Nach der Absetzung der Kultsendung durchlebte der Moderator eine schwierige Phase. Doch die Wiederbelebung des Formats sah er als Chance für einen Neuanfang. Seitdem hat Lanz seine Rolle als Gastgeber einer politischen Talkshow mit sichtbarer Begeisterung angenommen und beschreibt seine Arbeit als etwas, das er "wirklich irre gern" mache.
Seine Sendung im ZDF verzeichnet seit Monaten solide Quoten. Berichten zufolge erreichten einzelne Folgen seit Mitte Februar mindestens 0,26 Millionen junge Zuschauer (ein Marktanteil von 18,5 Prozent), während eine Ausgabe sogar 1,41 Millionen Zuschauer (17,7 Prozent Marktanteil) verbuchen konnte. Zwar fehlen präzise Vergleiche zur Ära Thomas Gottschalk, doch Lanz' Version scheint eine stabile Zuschauerbindung zu halten.
Laut dem Moderator sind seine Gäste in der Regel gut vorbereitet. Zudem ist er überzeugt, dass das deutsche Publikum ausgewogene Perspektiven schätzt und Extrempositionen in politischen Diskussionen ablehnt – eine Haltung, die seinen Umgang mit Debatten und die Themenauswahl prägt.

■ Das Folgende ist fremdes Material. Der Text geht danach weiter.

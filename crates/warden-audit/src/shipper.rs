//! # Audit Shippers
//!
//! Delivery backends for audit events. The logger hands each event to a
//! [`Shipper`]; concrete shippers write newline-delimited JSON to a
//! file, print one-line summaries to the console, or buffer and batch
//! for a wrapped inner shipper.
//!
//! Shipping is the only I/O in the audit path and therefore the only
//! async surface. Shipper failures are reportable - they propagate out
//! of `log` - but they never corrupt the chain, which is updated before
//! shipping.

use crate::event::AuditEvent;
use async_trait::async_trait;
use std::path::{Path, PathBuf};
use std::sync::Arc;
use thiserror::Error;
use tokio::io::AsyncWriteExt;
use tokio::sync::Mutex;
use tracing::warn;

/// Shipper errors.
#[derive(Debug, Error)]
pub enum ShipError {
    /// Underlying I/O failure.
    #[error("audit I/O error: {0}")]
    Io(#[from] std::io::Error),

    /// Event serialization failure.
    #[error("audit event serialization failed: {0}")]
    Serialize(#[from] serde_json::Error),

    /// The shipper was closed.
    #[error("audit shipper is closed")]
    Closed,
}

/// Delivery backend for audit events.
#[async_trait]
pub trait Shipper: Send + Sync {
    /// Delivers one event.
    async fn ship(&self, event: &AuditEvent) -> Result<(), ShipError>;

    /// Flushes any buffered events.
    async fn flush(&self) -> Result<(), ShipError>;

    /// Flushes and shuts down.
    async fn close(&self) -> Result<(), ShipError>;
}

/// Writes events as newline-delimited JSON to a file.
///
/// The parent directory is created on first write. The file handle is
/// opened lazily and kept open for appends.
pub struct FileShipper {
    path: PathBuf,
    file: Mutex<Option<tokio::fs::File>>,
}

impl FileShipper {
    /// Creates a file shipper targeting `path`.
    #[must_use]
    pub fn new(path: impl AsRef<Path>) -> Self {
        Self {
            path: path.as_ref().to_path_buf(),
            file: Mutex::new(None),
        }
    }

    async fn open_if_needed(
        &self,
        slot: &mut Option<tokio::fs::File>,
    ) -> Result<(), ShipError> {
        if slot.is_none() {
            if let Some(parent) = self.path.parent() {
                if !parent.as_os_str().is_empty() {
                    tokio::fs::create_dir_all(parent).await?;
                }
            }
            let file = tokio::fs::OpenOptions::new()
                .create(true)
                .append(true)
                .open(&self.path)
                .await?;
            *slot = Some(file);
        }
        Ok(())
    }
}

#[async_trait]
impl Shipper for FileShipper {
    async fn ship(&self, event: &AuditEvent) -> Result<(), ShipError> {
        let mut line = serde_json::to_string(event)?;
        line.push('\n');
        let mut slot = self.file.lock().await;
        self.open_if_needed(&mut slot).await?;
        let file = slot.as_mut().expect("opened above");
        file.write_all(line.as_bytes()).await?;
        Ok(())
    }

    async fn flush(&self) -> Result<(), ShipError> {
        let mut slot = self.file.lock().await;
        if let Some(file) = slot.as_mut() {
            file.flush().await?;
        }
        Ok(())
    }

    async fn close(&self) -> Result<(), ShipError> {
        let mut slot = self.file.lock().await;
        if let Some(mut file) = slot.take() {
            file.flush().await?;
            file.sync_all().await?;
        }
        Ok(())
    }
}

/// Prints one-line human summaries to stderr.
#[derive(Debug, Default)]
pub struct ConsoleShipper;

#[async_trait]
impl Shipper for ConsoleShipper {
    async fn ship(&self, event: &AuditEvent) -> Result<(), ShipError> {
        eprintln!(
            "[audit] {} {:?} {} session={} tool={} {}",
            event.timestamp,
            event.severity,
            event.outcome.as_str(),
            event.session_id,
            event.tool_name,
            event.event_id,
        );
        Ok(())
    }

    async fn flush(&self) -> Result<(), ShipError> {
        Ok(())
    }

    async fn close(&self) -> Result<(), ShipError> {
        Ok(())
    }
}

/// Grace period for draining the buffer on close.
const CLOSE_GRACE: std::time::Duration = std::time::Duration::from_secs(5);

/// Buffers events and forwards them to an inner shipper in batches.
///
/// A batch ships when the buffer reaches `batch_size`. `flush` ships
/// whatever is buffered; the host may also call `flush` on a timer using
/// the configured flush interval. `close` drains within a bounded grace
/// period, failing events individually rather than wedging the caller.
pub struct BufferedShipper {
    inner: Arc<dyn Shipper>,
    buffer: Mutex<Vec<AuditEvent>>,
    batch_size: usize,
    closed: Mutex<bool>,
}

impl BufferedShipper {
    /// Wraps an inner shipper with a batch buffer.
    #[must_use]
    pub fn new(inner: Arc<dyn Shipper>, batch_size: usize) -> Self {
        Self {
            inner,
            buffer: Mutex::new(Vec::new()),
            batch_size: batch_size.max(1),
            closed: Mutex::new(false),
        }
    }

    async fn drain(&self) -> Result<(), ShipError> {
        let batch: Vec<AuditEvent> = {
            let mut buffer = self.buffer.lock().await;
            std::mem::take(&mut *buffer)
        };
        let mut first_error = None;
        for event in &batch {
            // One bad event must not hold the rest of the batch hostage.
            if let Err(e) = self.inner.ship(event).await {
                warn!(event_id = %event.event_id, error = %e, "audit event failed to ship");
                if first_error.is_none() {
                    first_error = Some(e);
                }
            }
        }
        match first_error {
            Some(e) => Err(e),
            None => Ok(()),
        }
    }
}

#[async_trait]
impl Shipper for BufferedShipper {
    async fn ship(&self, event: &AuditEvent) -> Result<(), ShipError> {
        if *self.closed.lock().await {
            return Err(ShipError::Closed);
        }
        let should_drain = {
            let mut buffer = self.buffer.lock().await;
            buffer.push(event.clone());
            buffer.len() >= self.batch_size
        };
        if should_drain {
            self.drain().await?;
        }
        Ok(())
    }

    async fn flush(&self) -> Result<(), ShipError> {
        self.drain().await?;
        self.inner.flush().await
    }

    async fn close(&self) -> Result<(), ShipError> {
        {
            let mut closed = self.closed.lock().await;
            *closed = true;
        }
        let result = tokio::time::timeout(CLOSE_GRACE, async {
            self.drain().await?;
            self.inner.close().await
        })
        .await;
        match result {
            Ok(inner_result) => inner_result,
            Err(_) => Err(ShipError::Io(std::io::Error::new(
                std::io::ErrorKind::TimedOut,
                "audit buffer did not drain within the close grace period",
            ))),
        }
    }
}

#[cfg(test)]
mod tests {
    use super::*;
    use crate::event::{AuditOutcome, AuditRecord};
    use tempfile::TempDir;

    fn event(tool: &str) -> AuditEvent {
        AuditEvent::from_record(AuditRecord {
            session_id: "s".to_string(),
            channel: "test".to_string(),
            tool_name: tool.to_string(),
            outcome: AuditOutcome::Success,
            ..Default::default()
        })
    }

    #[tokio::test]
    async fn test_file_shipper_writes_ndjson() {
        let dir = TempDir::new().unwrap();
        let path = dir.path().join("audit.ndjson");
        let shipper = FileShipper::new(&path);

        shipper.ship(&event("a")).await.unwrap();
        shipper.ship(&event("b")).await.unwrap();
        shipper.close().await.unwrap();

        let content = std::fs::read_to_string(&path).unwrap();
        let lines: Vec<&str> = content.lines().collect();
        assert_eq!(lines.len(), 2);
        let parsed: AuditEvent = serde_json::from_str(lines[0]).unwrap();
        assert_eq!(parsed.tool_name, "a");
    }

    #[tokio::test]
    async fn test_file_shipper_creates_directories() {
        let dir = TempDir::new().unwrap();
        let path = dir.path().join("nested/deep/audit.ndjson");
        let shipper = FileShipper::new(&path);
        shipper.ship(&event("a")).await.unwrap();
        shipper.close().await.unwrap();
        assert!(path.exists());
    }

    #[tokio::test]
    async fn test_buffered_holds_until_batch() {
        let dir = TempDir::new().unwrap();
        let path = dir.path().join("audit.ndjson");
        let inner = Arc::new(FileShipper::new(&path));
        let buffered = BufferedShipper::new(inner, 3);

        buffered.ship(&event("a")).await.unwrap();
        buffered.ship(&event("b")).await.unwrap();
        assert!(!path.exists() || std::fs::read_to_string(&path).unwrap().is_empty());

        buffered.ship(&event("c")).await.unwrap();
        buffered.flush().await.unwrap();
        let content = std::fs::read_to_string(&path).unwrap();
        assert_eq!(content.lines().count(), 3);
    }

    #[tokio::test]
    async fn test_buffered_flush_ships_partial_batch() {
        let dir = TempDir::new().unwrap();
        let path = dir.path().join("audit.ndjson");
        let inner = Arc::new(FileShipper::new(&path));
        let buffered = BufferedShipper::new(inner, 100);

        buffered.ship(&event("a")).await.unwrap();
        buffered.flush().await.unwrap();
        assert_eq!(std::fs::read_to_string(&path).unwrap().lines().count(), 1);
    }

    #[tokio::test]
    async fn test_buffered_close_drains_and_rejects_later_ships() {
        let dir = TempDir::new().unwrap();
        let path = dir.path().join("audit.ndjson");
        let inner = Arc::new(FileShipper::new(&path));
        let buffered = BufferedShipper::new(inner, 100);

        buffered.ship(&event("a")).await.unwrap();
        buffered.close().await.unwrap();
        assert_eq!(std::fs::read_to_string(&path).unwrap().lines().count(), 1);

        let err = buffered.ship(&event("b")).await.unwrap_err();
        assert!(matches!(err, ShipError::Closed));
    }

    #[tokio::test]
    async fn test_console_shipper_is_infallible() {
        let shipper = ConsoleShipper;
        shipper.ship(&event("a")).await.unwrap();
        shipper.flush().await.unwrap();
        shipper.close().await.unwrap();
    }
}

Mit seiner Talkshow gestaltet Lanz weiterhin den politischen Diskurs im deutschen Fernsehen mit. Seine Bereitschaft, Schwächen einzuräumen und sich anzupassen, hält das Format relevant. Bei stabilen Einschaltquoten und einem Ruf für fundierte Gespräche bleibt sein Einfluss in der Medienlandschaft ungebrochen.